¹Hypertension and Atherosclerosis Section and ²Whitaker Cardiovascular Institute, Department of Medicine, Boston University School of Medicine, Boston, Massachusetts

Submitted 2 June 2005 ; accepted in final form 27 June 2005

The angiotensin-converting enzyme (ACE) is a membrane-bound peptidyl dipeptidase known to act on a variety of peptide substrates in the extracellular space. Its most notable functions are the formation of angiotensin II and the degradation of bradykinin. In the current experiments, we found that exogenous ACE added to vascular smooth muscle cell culture strongly induces and upregulates the genes of bradykinin receptors B₁ and B₂. This transcriptional regulatory property of ACE was shown to be unrelated to its known enzymatic properties.

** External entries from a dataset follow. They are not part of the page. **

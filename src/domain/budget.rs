use serde::{Deserialize, Serialize};

use crate::domain::common::{new_id, Identifiable};

/// A standing spending ceiling for one category.
///
/// Budgets have no period. Several budgets may point at the same category;
/// reports add them together.
#[derive(Debug, Clone, Serialize, Deserialize, PartialEq)]
#[serde(rename_all = "camelCase")]
pub struct Budget {
    pub id: String,
    pub category_id: String,
    pub amount: f64,
}

impl Budget {
    pub fn new(category_id: impl Into<String>, amount: f64) -> Self {
        Self {
            id: new_id(),
            category_id: category_id.into(),
            amount,
        }
    }
}

impl Identifiable for Budget {
    fn id(&self) -> &str {
        &self.id
    }
}
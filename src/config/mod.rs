use serde::{Deserialize, Serialize};
use std::{
    fs,
    path::{Path, PathBuf},
};

use crate::{
    errors::{FinanceError, Result},
    utils::paths::{app_data_dir, config_file_in, store_file_in, write_atomic},
};

#[derive(Debug, Clone, Serialize, Deserialize, PartialEq)]
pub struct Config {
    pub currency: String,
    #[serde(default, skip_serializing_if = "Option::is_none")]
    pub data_file: Option<PathBuf>,
}

impl Default for Config {
    fn default() -> Self {
        Self {
            currency: "USD".into(),
            data_file: None,
        }
    }
}

impl Config {
    /// Store file to use: the configured one, or `<base>/store.json`.
    pub fn resolve_data_file(&self, base: &Path) -> PathBuf {
        match &self.data_file {
            Some(path) if path.is_absolute() => path.clone(),
            Some(path) => base.join(path),
            None => store_file_in(base),
        }
    }
}

pub struct ConfigManager {
    base: PathBuf,
    path: PathBuf,
}

impl ConfigManager {
    pub fn new() -> Result<Self> {
        Self::with_base_dir(app_data_dir())
    }

    /// Resolves paths only; the directory is created on the first save.
    pub fn with_base_dir(base: PathBuf) -> Result<Self> {
        Ok(Self {
            path: config_file_in(&base),
            base,
        })
    }

    pub fn load(&self) -> Result<Config> {
        if !self.path.exists() {
            return Ok(Config::default());
        }
        let data = fs::read_to_string(&self.path)?;
        let config: Config = serde_json::from_str(&data)?;
        if config.currency.trim().is_empty() {
            return Err(FinanceError::Config(format!(
                "{}: currency must not be empty",
                self.path.display()
            )));
        }
        Ok(config)
    }

    pub fn save(&self, config: &Config) -> Result<()> {
        let json = serde_json::to_string_pretty(config)?;
        write_atomic(&self.path, &json)?;
        tracing::info!(path = %self.path.display(), "configuration saved");
        Ok(())
    }

    pub fn base_dir(&self) -> &Path {
        &self.base
    }

    pub fn path(&self) -> &Path {
        &self.path
    }
}

#[cfg(test)]
mod tests {
    use super::*;

    #[test]
    fn missing_file_yields_defaults() {
        let dir = tempfile::tempdir().unwrap();
        let manager = ConfigManager::with_base_dir(dir.path().to_path_buf()).unwrap();
        assert_eq!(manager.load().unwrap(), Config::default());
    }

    #[test]
    fn save_and_reload() {
        let dir = tempfile::tempdir().unwrap();
        let manager = ConfigManager::with_base_dir(dir.path().to_path_buf()).unwrap();
        let config = Config {
            currency: "EUR".into(),
            data_file: Some(PathBuf::from("household.json")),
        };
        manager.save(&config).unwrap();
        assert_eq!(manager.load().unwrap(), config);
        assert_eq!(
            config.resolve_data_file(manager.base_dir()),
            dir.path().join("household.json")
        );
    }

    #[test]
    fn base_dir_is_created_only_on_save() {
        let dir = tempfile::tempdir().unwrap();
        let base = dir.path().join("fresh");
        let manager = ConfigManager::with_base_dir(base.clone()).unwrap();
        assert_eq!(manager.load().unwrap(), Config::default());
        assert!(!base.exists());

        manager.save(&Config::default()).unwrap();
        assert!(manager.path().exists());
    }

    #[test]
    fn blank_currency_is_rejected() {
        let dir = tempfile::tempdir().unwrap();
        let manager = ConfigManager::with_base_dir(dir.path().to_path_buf()).unwrap();
        fs::write(manager.path(), r#"{"currency": "  "}"#).unwrap();
        assert!(matches!(manager.load(), Err(FinanceError::Config(_))));
    }

    #[test]
    fn default_data_file_lives_in_base() {
        let base = Path::new("/srv/finance");
        assert_eq!(
            Config::default().resolve_data_file(base),
            PathBuf::from("/srv/finance/store.json")
        );
    }
}
//! Reporting pipeline: month bucketing, aggregation and dashboard assembly.

pub mod aggregation;
pub mod dashboard;
pub mod period;

pub use aggregation::{
    budget_utilization, budget_vs_actual, category_spending, monthly_series, BudgetComparison,
    BudgetUtilization, CategorySpend, MonthlyTotals, UNKNOWN_CATEGORY,
};
pub use dashboard::Dashboard;
pub use period::{bucket_key, compare_keys, MonthKey};
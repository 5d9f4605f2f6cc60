use serde::Serialize;

use crate::store::{DomainSource, Snapshot};

use super::aggregation::{
    budget_utilization, budget_vs_actual, category_spending, monthly_series, BudgetComparison,
    BudgetUtilization, CategorySpend, MonthlyTotals,
};

/// Every chart-ready view, computed from one snapshot.
#[derive(Debug, Clone, PartialEq, Serialize)]
#[serde(rename_all = "camelCase")]
pub struct Dashboard {
    pub income_expense: Vec<MonthlyTotals>,
    pub category_spending: Vec<CategorySpend>,
    pub monthly_trends: Vec<MonthlyTotals>,
    pub budget_vs_actual: Vec<BudgetComparison>,
    pub budget_utilization: Vec<BudgetUtilization>,
}

impl Dashboard {
    pub fn assemble(snapshot: &Snapshot<'_>) -> Self {
        let series = monthly_series(snapshot.transactions);
        let dashboard = Self {
            income_expense: series.clone(),
            category_spending: category_spending(snapshot.transactions, snapshot.categories),
            monthly_trends: series,
            budget_vs_actual: budget_vs_actual(
                snapshot.transactions,
                snapshot.categories,
                snapshot.budgets,
            ),
            budget_utilization: budget_utilization(
                snapshot.transactions,
                snapshot.categories,
                snapshot.budgets,
            ),
        };
        tracing::debug!(
            transactions = snapshot.transactions.len(),
            budgets = snapshot.budgets.len(),
            "dashboard assembled"
        );
        dashboard
    }

    pub fn from_source<S: DomainSource + ?Sized>(source: &S) -> Self {
        Self::assemble(&source.snapshot())
    }

    pub fn is_empty(&self) -> bool {
        self.income_expense.is_empty()
            && self.category_spending.is_empty()
            && self.budget_vs_actual.is_empty()
    }
}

Indeed, ACE at 3.75 µg/ml added in the culture medium of vascular smooth muscle cells was found to cause marked upregulation of the mRNA expression of the genes for the B₁ and B₂ receptors of bradykinin by 22- and 11-fold, respectively. This phenomenon was not altered by the addition of specific angiotensin II antagonists for the AT₁ or AT₂ receptors. Moreover, the ACE inhibitor captopril, which inhibited ACE enzymatic activity, did not block its effect at the bradykinin receptor gene transcription level. Expression of both receptor genes was completely abolished by actinomycin D. Furthermore, transcriptional upregulation was inhibited by curcumin, suggesting involvement of different transcriptional factors in this phenomenon. Electrophoretic mobility shift assay revealed increase in NF-B and activator protein-1 protein binding for consensus sequences, between ACE-treated cells versus untreated cells. The data indicate a novel biological function of the ACE unrelated to its well-known enzymatic function as a peptidyl dipeptidase.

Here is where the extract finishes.